LEWISTON – The companies that want to see a new $1 billion transmission project to bring hydropower from Quebec to Massachusetts call it a badly needed step to combat the climate crisis and ensure New England’s energy future.
Its critics, though, see it differently.
At a three-and-a-half hour public hearing Thursday called by the U.S. Army Corps of Engineers, dozens of foes fired off an array of insults for the proposal: a travesty, a bad deal, a monstrosity, a nightmare, a disaster and more.
Former state Sen. Tom Saviello of Wilton said if it goes through, Maine will be the loser.
While Central Maine Power earns $5 million in monthly profits from the deal – and Hydro Quebec pockets billions for decades to come – the average Mainer, he said, would save enough “to buy a Whoopie pie once a month.”
At least 250 people showed up at the hearing at the Ramada Inn & Conference Center to weigh in on the project, including former Green Party presidential contender Jill Stein, who declared after four hours of listening that she loved seeing democracy in action.
The Corps of Engineers’ senior project manager, Jay Clement, said the testimony would be used to determine whether to issue a permit allowing the 145-mile project to move ahead with plans to impact wetlands and streams along the way.
State Sen. Brownie Carson, a Harpswell Democrat, said the Corps ought to require a much more comprehensive environmental impact study before taking any action.
He called the proposed New England Clean Energy Connect “one of the most destructive and controversial projects” he’s seen in the past four decades in Maine.
For Lewiston officials, it’s also a possible source of badly needed tax revenue.
Ed Barrett, the city administrator, said the $250 million converter station that would be erected in Lewiston to tie the new line into the existing electrical grid would add $6 million in annual property taxes, about 10% of what city takes in now.
That would help ease the burden for an economically challenged community, he said.
Lincoln Jeffers, the city’s director of economic and community development, said the environmental impact of the plan is negligible compared to its boost for a clean energy future.
But Bruce Gagnon of Brunswick called the project “a complete boondoggle” that won’t help the state cope with a looming “climate catastrophe” caused by rising levels of greenhouse gases in the atmosphere.
There is no way the project can provide the climate benefits its proponents claim, said Sue Ely, climate and clean energy program attorney for the Natural Resources Council of Maine.
She said the project “will not reduce greenhouse gas emissions but will significantly harm Maine’s environment.”
Brad Hager, an earth sciences professor at the Massachusetts Institute of Technology, who has a home in Mercer, said scientists have determined that hydro facilities such as the huge dams used by Hydro Quebec aren’t helpful in combating climate change.
Because they flood low-lying woodlands, he said, they destroy an alarming number of trees and create dangerous greenhouse gas emissions from submerged trees and disturbed soils.

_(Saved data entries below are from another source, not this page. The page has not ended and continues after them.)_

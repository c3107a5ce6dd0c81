use serde::Deserialize;
use std::time::Duration;

/// Configuration for Azure CLI status queries.
///
/// This section is loaded from `[azure]` in `config.toml`.
#[derive(Debug, Clone, Deserialize)]
#[serde(default)]
pub struct AzureConfig {
    /// Timeout applied independently to each `az` query.
    #[serde(with = "humantime_serde")]
    pub query_timeout: Duration,
    /// Extra arguments appended to every `az` invocation (e.g. --subscription).
    pub extra_args: Vec<String>,
}

impl Default for AzureConfig {
    fn default() -> Self {
        Self {
            query_timeout: Duration::from_secs(30),
            extra_args: vec![],
        }
    }
}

One of its dams, he said, has twice the carbon footprint of coal. “This is hardly clean energy,” Hager said.
Gary Sutherland, a Hydro Quebec official, said his company offers “pure hydropower” and wind-produced energy for export to New England. He said it would the 1,200 megawatts that would flow through the proposed line would be entirely from green sources.
He said that’s the equivalent of taking 700,000 cars off the road.
“This is a major step toward decarbonizing,” Sutherland said, and won’t require building more energy creation infrastructure because there is already so much excess capacity in Quebec.
But there is a price to pay.
Critics fear the line will ruin priceless vistas in tourist-friendly areas of Maine, harm wildlife and fish, and slice through forests that ought to remain pristine. They bemoaned the loss of about a thousand acres of trees at a time when saving the atmosphere requires more, not fewer trees.
But the amount of trees eyed for removal amounts to less than 1% of the acreage cut down every year in Maine by its timber industry, proponents pointed out. It’s hardly the environmental threat critics claim, they said.
Foes of the project had a long list of possible hazards from the project.
Todd Towle, a registered Maine Guide and operator of Kingfisher River Guides, said he depends on the region’s woods and waters for his livelihood.
He said he’s concerned the proposed line will hurt brook trout in particular, a species he called “an iconic symbol of a healthy, clean water system” that thrives in Maine more than anywhere in the continental United States.
Cary Blake of Portland said she’s worried that people aren’t making rapid enough progress toward a clean energy future.
She said opponents of the project “shouldn’t be working every angle to kill” it.
“The time is now to wean ourselves off fossil fuels,” she said.